**Activity**
Repeat exactly the lines from the first line of the records through the line containing "if observations.len() <", and nothing more.

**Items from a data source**
++++
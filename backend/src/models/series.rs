//! Historical observations and the canonical series built from them.

use chrono::NaiveDate;
use serde::{Deserialize, Serialize};

use crate::error::{ForecastError, ForecastResult};

/// Minimum number of observations a model can be fit on.
pub const MIN_OBSERVATIONS: usize = 2;

/// One historical `(date, value)` measurement.
#[derive(Debug, Clone, Copy, PartialEq, Serialize, Deserialize)]
pub struct Observation {
    pub ds: NaiveDate,
    pub y: f64,
}

impl Observation {
    pub fn new(ds: NaiveDate, y: f64) -> Self {
        Self { ds, y }
    }
}

/// Validated series: strictly ascending by date, at least
/// [`MIN_OBSERVATIONS`] points.
///
/// The only way to obtain one is [`Series::from_sorted`], which re-checks the
/// ordering invariant; in the pipeline that call is made by the normalizer.
#[derive(Debug, Clone, PartialEq, Serialize)]
pub struct Series {
    observations: Vec<Observation>,
}

impl Series {
    /// Build a series from observations that are already sorted.
    ///
    /// # Errors
    /// Returns a validation error if there are fewer than [`MIN_OBSERVATIONS`]
    /// points or if the dates are not strictly ascending.
    pub fn from_sorted(observations: Vec<Observation>) -> ForecastResult<Self> {
        if observations.len() < MIN_OBSERVATIONS {
            return Err(ForecastError::validation(format!(
                "insufficient points: got {}, need at least {}",
                observations.len(),
                MIN_OBSERVATIONS
            )));
        }
        if let Some(pair) = observations.windows(2).find(|w| w[0].ds >= w[1].ds) {
            return Err(ForecastError::validation(format!(
                "series is not strictly ascending at {} -> {}",
                pair[0].ds, pair[1].ds
            )));
        }
        Ok(Self { observations })
    }

    pub fn observations(&self) -> &[Observation] {
        &self.observations
    }

    pub fn dates(&self) -> impl Iterator<Item = NaiveDate> + '_ {
        self.observations.iter().map(|o| o.ds)
    }

    pub fn values(&self) -> impl Iterator<Item = f64> + '_ {
        self.observations.iter().map(|o| o.y)
    }

    pub fn first_date(&self) -> NaiveDate {
        self.observations[0].ds
    }

    pub fn last_date(&self) -> NaiveDate {
        self.observations[self.observations.len() - 1].ds
    }

    pub fn len(&self) -> usize {
        self.observations.len()
    }

    /// Always false for a constructed series.
    pub fn is_empty(&self) -> bool {
        self.observations.is_empty()
    }
}
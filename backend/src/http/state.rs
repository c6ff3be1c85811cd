//! Application state for the HTTP server.

use std::sync::Arc;

use crate::config::ServiceConfig;
use crate::engine::ForecastEngine;
use crate::services::{FitLimiter, PipelineContext, WindowPolicy};

/// Shared application state passed to all handlers.
///
/// Everything here is read-only after startup apart from the limiter's slots.
#[derive(Clone)]
pub struct AppState {
    /// Validated service configuration
    pub config: Arc<ServiceConfig>,
    /// Forecast type to window table
    pub policy: Arc<WindowPolicy>,
    /// Model capability used for every request
    pub engine: Arc<dyn ForecastEngine>,
    /// Admission control for fits
    pub limiter: FitLimiter,
}

impl AppState {
    /// Create application state from a validated configuration and an engine.
    pub fn new(config: ServiceConfig, engine: Arc<dyn ForecastEngine>) -> Self {
        let policy = Arc::new(config.window_policy());
        let limiter = FitLimiter::from_settings(&config.limits);
        Self {
            config: Arc::new(config),
            policy,
            engine,
            limiter,
        }
    }

    /// Per-request pipeline context.
    pub fn pipeline_context(&self) -> PipelineContext {
        PipelineContext::new(
            self.config.forecast,
            Arc::clone(&self.policy),
            Arc::clone(&self.engine),
        )
    }
}
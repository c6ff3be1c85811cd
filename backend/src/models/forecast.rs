//! Forecast request and prediction types.

use std::fmt;
use std::str::FromStr;

use chrono::NaiveDate;
use serde::{Deserialize, Serialize};

use super::series::Series;
use crate::error::ForecastError;

/// Forecast horizon used when neither configuration nor caller overrides it.
pub const DEFAULT_HORIZON_DAYS: u32 = 60;

/// Kind of forecast being requested. Selects the date window via the window policy.
#[derive(
    Debug, Clone, Copy, PartialEq, Eq, PartialOrd, Ord, Hash, Default, Serialize, Deserialize,
)]
#[serde(rename_all = "lowercase")]
pub enum ForecastType {
    /// Room occupancy rate forecast
    #[default]
    Occupancy,
    /// Event count forecast
    Event,
}

impl ForecastType {
    pub const ALL: [ForecastType; 2] = [ForecastType::Occupancy, ForecastType::Event];

    pub fn as_str(&self) -> &'static str {
        match self {
            Self::Occupancy => "occupancy",
            Self::Event => "event",
        }
    }
}

impl fmt::Display for ForecastType {
    fn fmt(&self, f: &mut fmt::Formatter<'_>) -> fmt::Result {
        f.write_str(self.as_str())
    }
}

impl FromStr for ForecastType {
    type Err = ForecastError;

    /// Parse a forecast type selector ("occupancy", "event"), ignoring case
    /// and surrounding whitespace.
    fn from_str(s: &str) -> Result<Self, Self::Err> {
        match s.trim().to_lowercase().as_str() {
            "occupancy" => Ok(Self::Occupancy),
            "event" => Ok(Self::Event),
            _ => Err(ForecastError::unknown_forecast_type(s)),
        }
    }
}

/// One predicted value for a specific date, with optional uncertainty bounds.
#[derive(Debug, Clone, Copy, PartialEq, Serialize, Deserialize)]
pub struct ForecastPoint {
    pub ds: NaiveDate,
    pub yhat: f64,
    #[serde(skip_serializing_if = "Option::is_none")]
    pub yhat_lower: Option<f64>,
    #[serde(skip_serializing_if = "Option::is_none")]
    pub yhat_upper: Option<f64>,
}

impl ForecastPoint {
    /// Point estimate without bounds.
    pub fn new(ds: NaiveDate, yhat: f64) -> Self {
        Self {
            ds,
            yhat,
            yhat_lower: None,
            yhat_upper: None,
        }
    }

    pub fn with_bounds(mut self, lower: f64, upper: f64) -> Self {
        self.yhat_lower = Some(lower);
        self.yhat_upper = Some(upper);
        self
    }
}

/// Fully validated forecast request.
#[derive(Debug, Clone, PartialEq)]
pub struct ForecastRequest {
    pub series: Series,
    pub forecast_type: ForecastType,
    pub horizon_days: u32,
}
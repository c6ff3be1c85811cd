//! Service configuration.
//!
//! Settings come from a TOML file (every key optional) and are then overridden
//! by environment variables. A missing file is not an error; the built-in
//! defaults are port 5000, a 60-day horizon and the January 2025 window for
//! every forecast type.
//!
//! ```toml
//! [server]
//! host = "0.0.0.0"
//! port = 5000
//!
//! [forecast]
//! horizon_days = 60
//!
//! [limits]
//! max_concurrent_fits = 4
//! admission_timeout_ms = 2000
//! request_timeout_secs = 30
//!
//! [windows.occupancy]
//! start = "2025-01-01"
//! end = "2025-02-01"
//! ```

use std::collections::BTreeMap;
use std::env;
use std::fs;
use std::path::{Path, PathBuf};

use log::info;
use serde::{Deserialize, Serialize};

use crate::error::{ForecastError, ForecastResult};
use crate::models::{DateWindow, ForecastType, DEFAULT_HORIZON_DAYS, MIN_OBSERVATIONS};
use crate::services::window::WindowPolicy;

/// Environment variable naming an explicit config file.
pub const CONFIG_PATH_ENV: &str = "FORECAST_CONFIG";

/// Largest fit concurrency the limiter's semaphore can hold.
pub const MAX_CONCURRENT_FITS: usize = tokio::sync::Semaphore::MAX_PERMITS;

/// Full service configuration.
#[derive(Debug, Clone, Default, PartialEq, Serialize, Deserialize)]
pub struct ServiceConfig {
    #[serde(default)]
    pub server: ServerSettings,
    #[serde(default)]
    pub forecast: ForecastSettings,
    #[serde(default)]
    pub limits: LimitSettings,
    /// Per-type window overrides, merged over the placeholder table.
    #[serde(default)]
    pub windows: BTreeMap<ForecastType, DateWindow>,
}

/// Listener settings.
#[derive(Debug, Clone, PartialEq, Serialize, Deserialize)]
pub struct ServerSettings {
    #[serde(default = "default_host")]
    pub host: String,
    #[serde(default = "default_port")]
    pub port: u16,
    #[serde(default = "default_body_limit_bytes")]
    pub body_limit_bytes: usize,
}

/// Forecast horizon and input requirements.
#[derive(Debug, Clone, Copy, PartialEq, Eq, Serialize, Deserialize)]
pub struct ForecastSettings {
    #[serde(default = "default_horizon_days")]
    pub horizon_days: u32,
    #[serde(default = "default_max_horizon_days")]
    pub max_horizon_days: u32,
    #[serde(default = "default_min_observations")]
    pub min_observations: usize,
}

/// Resource limits for model fits.
#[derive(Debug, Clone, Copy, PartialEq, Eq, Serialize, Deserialize)]
pub struct LimitSettings {
    #[serde(default = "default_max_concurrent_fits")]
    pub max_concurrent_fits: usize,
    #[serde(default = "default_admission_timeout_ms")]
    pub admission_timeout_ms: u64,
    #[serde(default = "default_request_timeout_secs")]
    pub request_timeout_secs: u64,
}

fn default_host() -> String {
    "0.0.0.0".to_string()
}

fn default_port() -> u16 {
    5000
}

fn default_body_limit_bytes() -> usize {
    10 * 1024 * 1024
}

fn default_horizon_days() -> u32 {
    DEFAULT_HORIZON_DAYS
}

fn default_max_horizon_days() -> u32 {
    3660
}

fn default_min_observations() -> usize {
    MIN_OBSERVATIONS
}

fn default_max_concurrent_fits() -> usize {
    std::thread::available_parallelism()
        .map(|n| n.get())
        .unwrap_or(4)
}

fn default_admission_timeout_ms() -> u64 {
    2000
}

fn default_request_timeout_secs() -> u64 {
    30
}

impl Default for ServerSettings {
    fn default() -> Self {
        Self {
            host: default_host(),
            port: default_port(),
            body_limit_bytes: default_body_limit_bytes(),
        }
    }
}

impl Default for ForecastSettings {
    fn default() -> Self {
        Self {
            horizon_days: default_horizon_days(),
            max_horizon_days: default_max_horizon_days(),
            min_observations: default_min_observations(),
        }
    }
}

impl Default for LimitSettings {
    fn default() -> Self {
        Self {
            max_concurrent_fits: default_max_concurrent_fits(),
            admission_timeout_ms: default_admission_timeout_ms(),
            request_timeout_secs: default_request_timeout_secs(),
        }
    }
}

impl ServiceConfig {
    /// Load configuration from a TOML file.
    ///
    /// # Errors
    /// Returns a configuration error if the file cannot be read or parsed.
    pub fn from_file<P: AsRef<Path>>(path: P) -> ForecastResult<Self> {
        let content = fs::read_to_string(path.as_ref()).map_err(|e| {
            ForecastError::configuration(format!(
                "Failed to read config file {}: {}",
                path.as_ref().display(),
                e
            ))
        })?;
        Self::from_toml_str(&content)
    }

    /// Parse configuration from TOML text.
    pub fn from_toml_str(content: &str) -> ForecastResult<Self> {
        toml::from_str(content).map_err(|e| {
            ForecastError::configuration(format!("Failed to parse config file: {}", e))
        })
    }

    /// Search for `forecast.toml` in:
    /// 1. Current directory
    /// 2. `backend/` directory
    /// 3. Parent directory
    ///
    /// Returns `Ok(None)` when no file exists.
    pub fn from_default_location() -> ForecastResult<Option<Self>> {
        let search_paths = [
            PathBuf::from("forecast.toml"),
            PathBuf::from("backend/forecast.toml"),
            PathBuf::from("../forecast.toml"),
        ];

        for path in search_paths {
            if path.exists() {
                info!("Loading configuration from {}", path.display());
                return Self::from_file(&path).map(Some);
            }
        }
        Ok(None)
    }

    /// Resolve the configuration the server runs with.
    ///
    /// `FORECAST_CONFIG` names an explicit file (which must exist); otherwise
    /// the default locations are searched, falling back to built-in defaults.
    /// Environment overrides are applied last and the result is validated.
    pub fn load() -> ForecastResult<Self> {
        let mut config = match env::var(CONFIG_PATH_ENV) {
            Ok(path) => {
                info!("Loading configuration from {} ({})", path, CONFIG_PATH_ENV);
                Self::from_file(path)?
            }
            Err(_) => Self::from_default_location()?.unwrap_or_default(),
        };
        config.apply_env_overrides()?;
        config.validate()?;
        Ok(config)
    }

    /// Apply overrides from the process environment.
    ///
    /// # Environment Variables
    /// - `HOST`: listen host
    /// - `PORT`: listen port
    /// - `FORECAST_HORIZON_DAYS`: default horizon
    /// - `FORECAST_MAX_CONCURRENT_FITS`: concurrent fit slots
    /// - `FORECAST_REQUEST_TIMEOUT_SECS`: per-request deadline
    pub fn apply_env_overrides(&mut self) -> ForecastResult<()> {
        self.apply_overrides(|key| env::var(key).ok())
    }

    /// Apply overrides from an arbitrary key lookup.
    pub fn apply_overrides<F>(&mut self, lookup: F) -> ForecastResult<()>
    where
        F: Fn(&str) -> Option<String>,
    {
        if let Some(host) = lookup("HOST") {
            self.server.host = host;
        }
        if let Some(port) = parse_override(&lookup, "PORT")? {
            self.server.port = port;
        }
        if let Some(horizon) = parse_override(&lookup, "FORECAST_HORIZON_DAYS")? {
            self.forecast.horizon_days = horizon;
        }
        if let Some(fits) = parse_override(&lookup, "FORECAST_MAX_CONCURRENT_FITS")? {
            self.limits.max_concurrent_fits = fits;
        }
        if let Some(secs) = parse_override(&lookup, "FORECAST_REQUEST_TIMEOUT_SECS")? {
            self.limits.request_timeout_secs = secs;
        }
        Ok(())
    }

    /// Check cross-field constraints.
    pub fn validate(&self) -> ForecastResult<()> {
        let f = &self.forecast;
        if f.max_horizon_days == 0 {
            return Err(ForecastError::configuration("forecast.max_horizon_days must be positive"));
        }
        if f.horizon_days == 0 || f.horizon_days > f.max_horizon_days {
            return Err(ForecastError::configuration(format!(
                "forecast.horizon_days must be between 1 and {}, got {}",
                f.max_horizon_days, f.horizon_days
            )));
        }
        if f.min_observations < MIN_OBSERVATIONS {
            return Err(ForecastError::configuration(format!(
                "forecast.min_observations must be at least {}, got {}",
                MIN_OBSERVATIONS, f.min_observations
            )));
        }
        let fits = self.limits.max_concurrent_fits;
        if fits == 0 || fits > MAX_CONCURRENT_FITS {
            return Err(ForecastError::configuration(format!(
                "limits.max_concurrent_fits must be between 1 and {}, got {}",
                MAX_CONCURRENT_FITS, fits
            )));
        }
        if self.limits.request_timeout_secs == 0 {
            return Err(ForecastError::configuration("limits.request_timeout_secs must be positive"));
        }
        let missing = self.window_policy().missing_types();
        if !missing.is_empty() {
            return Err(ForecastError::configuration(format!(
                "no window configured for: {:?}",
                missing
            )));
        }
        Ok(())
    }

    /// Placeholder table with the configured windows applied over it.
    pub fn window_policy(&self) -> WindowPolicy {
        self.windows
            .iter()
            .fold(WindowPolicy::default(), |policy, (t, w)| policy.with_window(*t, *w))
    }

    /// `host:port` listen address.
    pub fn bind_address(&self) -> String {
        format!("{}:{}", self.server.host, self.server.port)
    }
}

fn parse_override<T, F>(lookup: &F, key: &str) -> ForecastResult<Option<T>>
where
    T: std::str::FromStr,
    F: Fn(&str) -> Option<String>,
{
    match lookup(key) {
        None => Ok(None),
        Some(raw) => raw.trim().parse().map(Some).map_err(|_| {
            ForecastError::configuration(format!("{} has an invalid value '{}'", key, raw))
        }),
    }
}
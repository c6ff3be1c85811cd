//! Data Transfer Objects for the HTTP API.

use axum::{
    http::StatusCode,
    response::{IntoResponse, Response},
    Json,
};
use chrono::NaiveDate;
use serde::{Deserialize, Serialize};

pub use crate::services::response::{ForecastOutcome, ForecastValue, NoDataBody, WindowBounds};

/// Query parameters for the forecast endpoint.
#[derive(Debug, Clone, Serialize, Deserialize, Default)]
pub struct ForecastQuery {
    /// Forecast-type selector (`occupancy` when absent)
    #[serde(default, rename = "type", alias = "forecast_type", alias = "forecastType")]
    pub forecast_type: Option<String>,
    /// Horizon override in days
    #[serde(default, alias = "horizonDays")]
    pub horizon_days: Option<u32>,
}

/// Health check response.
#[derive(Debug, Clone, Serialize, Deserialize)]
pub struct HealthResponse {
    /// Status of the service
    pub status: String,
    /// Crate version
    pub version: String,
    /// Name of the forecasting engine
    pub engine: String,
    /// Fit slots currently free
    pub fit_slots_available: usize,
    /// Total fit slots
    pub max_concurrent_fits: usize,
}

/// One row of the window table.
#[derive(Debug, Clone, Serialize, Deserialize)]
pub struct WindowEntryDto {
    pub forecast_type: String,
    pub start: NaiveDate,
    pub end: NaiveDate,
}

/// Window table response.
#[derive(Debug, Clone, Serialize, Deserialize)]
pub struct WindowsResponse {
    /// Horizon applied when the caller does not pass one
    pub default_horizon_days: u32,
    /// Windows, one per forecast type
    pub windows: Vec<WindowEntryDto>,
}

impl IntoResponse for ForecastOutcome {
    fn into_response(self) -> Response {
        match self {
            ForecastOutcome::Points(values) => (StatusCode::OK, Json(values)).into_response(),
            ForecastOutcome::NoData(body) => (StatusCode::NOT_FOUND, Json(body)).into_response(),
        }
    }
}
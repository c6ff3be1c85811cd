//! Admission control for model fits.
//!
//! Fits are CPU-bound and run on the blocking pool. [`FitLimiter`] caps how
//! many run at once, bounds how long a request waits for a slot, and bounds
//! how long the caller waits for the result. A fit that outlives the caller's
//! deadline still runs to completion and keeps its slot until it does; there
//! is no cancellation.

use std::sync::Arc;
use std::time::Duration;

use log::warn;
use tokio::sync::Semaphore;

use crate::config::LimitSettings;
use crate::error::{ForecastError, ForecastResult};

/// Bounded executor for blocking fit work.
#[derive(Clone)]
pub struct FitLimiter {
    permits: Arc<Semaphore>,
    max_concurrent: usize,
    admission_timeout: Duration,
    request_timeout: Duration,
}

impl FitLimiter {
    pub fn new(max_concurrent: usize, admission_timeout: Duration, request_timeout: Duration) -> Self {
        Self {
            permits: Arc::new(Semaphore::new(max_concurrent)),
            max_concurrent,
            admission_timeout,
            request_timeout,
        }
    }

    pub fn from_settings(settings: &LimitSettings) -> Self {
        Self::new(
            settings.max_concurrent_fits,
            Duration::from_millis(settings.admission_timeout_ms),
            Duration::from_secs(settings.request_timeout_secs),
        )
    }

    pub fn max_concurrent(&self) -> usize {
        self.max_concurrent
    }

    /// Slots not currently held by a running fit.
    pub fn available(&self) -> usize {
        self.permits.available_permits()
    }

    /// Run `work` on the blocking pool once a slot is free.
    ///
    /// # Errors
    /// * `Overloaded` if no slot frees up within the admission timeout
    /// * `Timeout` if the work does not finish within the request timeout
    /// * `Internal` if the work panics
    /// * whatever `work` itself returns
    pub async fn run<F, T>(&self, work: F) -> ForecastResult<T>
    where
        F: FnOnce() -> ForecastResult<T> + Send + 'static,
        T: Send + 'static,
    {
        let permit = match tokio::time::timeout(
            self.admission_timeout,
            Arc::clone(&self.permits).acquire_owned(),
        )
        .await
        {
            Ok(Ok(permit)) => permit,
            Ok(Err(_closed)) => {
                return Err(ForecastError::internal("fit limiter has been shut down"));
            }
            Err(_elapsed) => {
                warn!(
                    "rejecting fit: all {} slots busy for {:?}",
                    self.max_concurrent, self.admission_timeout
                );
                return Err(ForecastError::overloaded(format!(
                    "all {} forecast slots are busy; retry later",
                    self.max_concurrent
                )));
            }
        };

        let handle = tokio::task::spawn_blocking(move || {
            let _permit = permit;
            work()
        });

        match tokio::time::timeout(self.request_timeout, handle).await {
            Ok(Ok(result)) => result,
            Ok(Err(join_err)) => Err(ForecastError::internal(format!(
                "forecast task failed: {}",
                join_err
            ))),
            Err(_elapsed) => {
                warn!("forecast exceeded {:?}; result will be discarded", self.request_timeout);
                Err(ForecastError::timeout(format!(
                    "forecast did not complete within {} ms",
                    self.request_timeout.as_millis()
                )))
            }
        }
    }
}

#[cfg(test)]
mod tests {
    use super::*;
    use std::sync::mpsc;

    #[tokio::test]
    async fn test_run_returns_work_result() {
        let limiter = FitLimiter::new(2, Duration::from_millis(100), Duration::from_secs(5));
        let value = limiter.run(|| Ok(41 + 1)).await.unwrap();
        assert_eq!(value, 42);
        assert_eq!(limiter.available(), 2);
    }

    #[tokio::test]
    async fn test_work_error_is_propagated() {
        let limiter = FitLimiter::new(1, Duration::from_millis(100), Duration::from_secs(5));
        let err = limiter
            .run(|| Err::<(), _>(ForecastError::model_fit("boom")))
            .await
            .unwrap_err();
        assert_eq!(err.category(), "MODEL_FIT_ERROR");
    }

    #[tokio::test]
    async fn test_panic_becomes_internal_error() {
        let limiter = FitLimiter::new(1, Duration::from_millis(100), Duration::from_secs(5));
        let err = limiter
            .run(|| -> ForecastResult<()> { panic!("fit exploded") })
            .await
            .unwrap_err();
        assert_eq!(err.category(), "INTERNAL_ERROR");
        assert_eq!(limiter.available(), 1);
    }

    #[tokio::test(flavor = "multi_thread", worker_threads = 2)]
    async fn test_admission_limit_rejects_when_busy() {
        let limiter = FitLimiter::new(1, Duration::from_millis(50), Duration::from_secs(5));
        let (release_tx, release_rx) = mpsc::channel::<()>();

        let busy = limiter.clone();
        let first = tokio::spawn(async move {
            busy.run(move || {
                let _ = release_rx.recv();
                Ok(())
            })
            .await
        });

        // Wait until the first fit holds the only slot.
        while limiter.available() > 0 {
            tokio::time::sleep(Duration::from_millis(5)).await;
        }

        let err = limiter.run(|| Ok(())).await.unwrap_err();
        assert_eq!(err.category(), "OVERLOADED");

        release_tx.send(()).unwrap();
        first.await.unwrap().unwrap();
        assert_eq!(limiter.available(), 1);
    }

    #[tokio::test(flavor = "multi_thread", worker_threads = 2)]
    async fn test_slow_work_times_out_but_keeps_slot() {
        let limiter = FitLimiter::new(1, Duration::from_millis(50), Duration::from_millis(50));
        let (release_tx, release_rx) = mpsc::channel::<()>();

        let err = limiter
            .run(move || {
                let _ = release_rx.recv();
                Ok(())
            })
            .await
            .unwrap_err();
        assert_eq!(err.category(), "TIMEOUT");
        // The abandoned fit still holds its slot until it finishes.
        assert_eq!(limiter.available(), 0);

        release_tx.send(()).unwrap();
        while limiter.available() == 0 {
            tokio::time::sleep(Duration::from_millis(5)).await;
        }
        assert_eq!(limiter.available(), 1);
    }
}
++++
**Expected answer**
filename backend/src/models/series.rs
//! Historical observations and the canonical series built from them.

use chrono::NaiveDate;
use serde::{Deserialize, Serialize};

use crate::error::{ForecastError, ForecastResult};

/// Minimum number of observations a model can be fit on.
pub const MIN_OBSERVATIONS: usize = 2;

/// One historical `(date, value)` measurement.
#[derive(Debug, Clone, Copy, PartialEq, Serialize, Deserialize)]
pub struct Observation {
    pub ds: NaiveDate,
    pub y: f64,
}

impl Observation {
    pub fn new(ds: NaiveDate, y: f64) -> Self {
        Self { ds, y }
    }
}

/// Validated series: strictly ascending by date, at least
/// [`MIN_OBSERVATIONS`] points.
///
/// The only way to obtain one is [`Series::from_sorted`], which re-checks the
/// ordering invariant; in the pipeline that call is made by the normalizer.
#[derive(Debug, Clone, PartialEq, Serialize)]
pub struct Series {
    observations: Vec<Observation>,
}

impl Series {
    /// Build a series from observations that are already sorted.
    ///
    /// # Errors
    /// Returns a validation error if there are fewer than [`MIN_OBSERVATIONS`]
    /// points or if the dates are not strictly ascending.
    pub fn from_sorted(observations: Vec<Observation>) -> ForecastResult<Self> {
        if observations.len() < MIN_OBSERVATIONS {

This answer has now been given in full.